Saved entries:
════════════════════
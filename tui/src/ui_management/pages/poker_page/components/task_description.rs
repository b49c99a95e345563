use crossterm::event::{KeyCode, KeyEvent, KeyEventKind};
use ratatui::{prelude::*, widgets::*, Frame};
use tokio::sync::mpsc::UnboundedSender;

use crate::state_store::{action::Action, State};
use crate::ui_management::components::{
    input_box::{self, InputBox},
    usage::{HasUsageInfo, KeyBinding, UsageInfo},
    Component, ComponentRender,
};

use super::super::section::SectionActivation;

struct Props {
    task_description: String,
}

impl From<&State> for Props {
    fn from(state: &State) -> Self {
        Props {
            task_description: state.task_description.clone(),
        }
    }
}

/// What the round is estimating. Only this terminal sees it.
pub struct TaskDescription {
    action_tx: UnboundedSender<Action>,
    props: Props,
    //
    input_box: InputBox,
    editing: bool,
}

impl Component for TaskDescription {
    fn new(state: &State, action_tx: UnboundedSender<Action>) -> Self {
        Self {
            action_tx,
            props: Props::from(state),
            //
            input_box: InputBox::default(),
            editing: false,
        }
    }

    fn move_with_state(self, state: &State) -> Self
    where
        Self: Sized,
    {
        Self {
            props: Props::from(state),
            ..self
        }
    }

    fn name(&self) -> &str {
        "Task Description"
    }

    fn handle_key_event(&mut self, key: KeyEvent) {
        if key.kind != KeyEventKind::Press {
            return;
        }

        if key.code == KeyCode::Enter {
            let _ = self.action_tx.send(Action::SetTaskDescription {
                text: self.input_box.text().trim().to_string(),
            });
        } else {
            self.input_box.handle_key_event(key);
        }
    }
}

impl SectionActivation for TaskDescription {
    fn activate(&mut self) {
        self.input_box.set_text(&self.props.task_description);
        self.editing = true;
    }

    fn deactivate(&mut self) {
        self.input_box.reset();
        self.editing = false;
    }
}

pub struct RenderProps {
    pub area: Rect,
    pub border_color: Color,
}

impl ComponentRender<RenderProps> for TaskDescription {
    fn render<B: Backend>(&self, frame: &mut Frame<B>, props: RenderProps) {
        if self.editing {
            return self.input_box.render(
                frame,
                input_box::RenderProps {
                    title: "Task",
                    placeholder: "What are we estimating?",
                    area: props.area,
                    border_color: props.border_color,
                    show_cursor: true,
                },
            );
        }

        let content = if self.props.task_description.is_empty() {
            Span::from("No task described yet").italic().dark_gray()
        } else {
            Span::from(self.props.task_description.clone())
        };

        let description = Paragraph::new(content).block(
            Block::default()
                .borders(Borders::ALL)
                .border_style(Style::default().fg(props.border_color))
                .title("Task"),
        );
        frame.render_widget(description, props.area);
    }
}

impl HasUsageInfo for TaskDescription {
    fn usage_info(&self) -> UsageInfo {
        UsageInfo {
            description: Some("Describe the task being estimated".into()),
            bindings: vec![
                KeyBinding::new(&["Esc"], "to cancel"),
                KeyBinding::new(&["Enter"], "to save"),
            ],
        }
    }
}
════════════════════
**WORK REQUEST**
Output the line containing "impl HasUsageInfo for" and all lines after it to the end of the records, exactly as given.

**SOLUTION TO THIS TASK**
impl HasUsageInfo for TaskDescription {
    fn usage_info(&self) -> UsageInfo {
        UsageInfo {
            description: Some("Describe the task being estimated".into()),
            bindings: vec![
                KeyBinding::new(&["Esc"], "to cancel"),
                KeyBinding::new(&["Enter"], "to save"),
            ],
        }
    }
}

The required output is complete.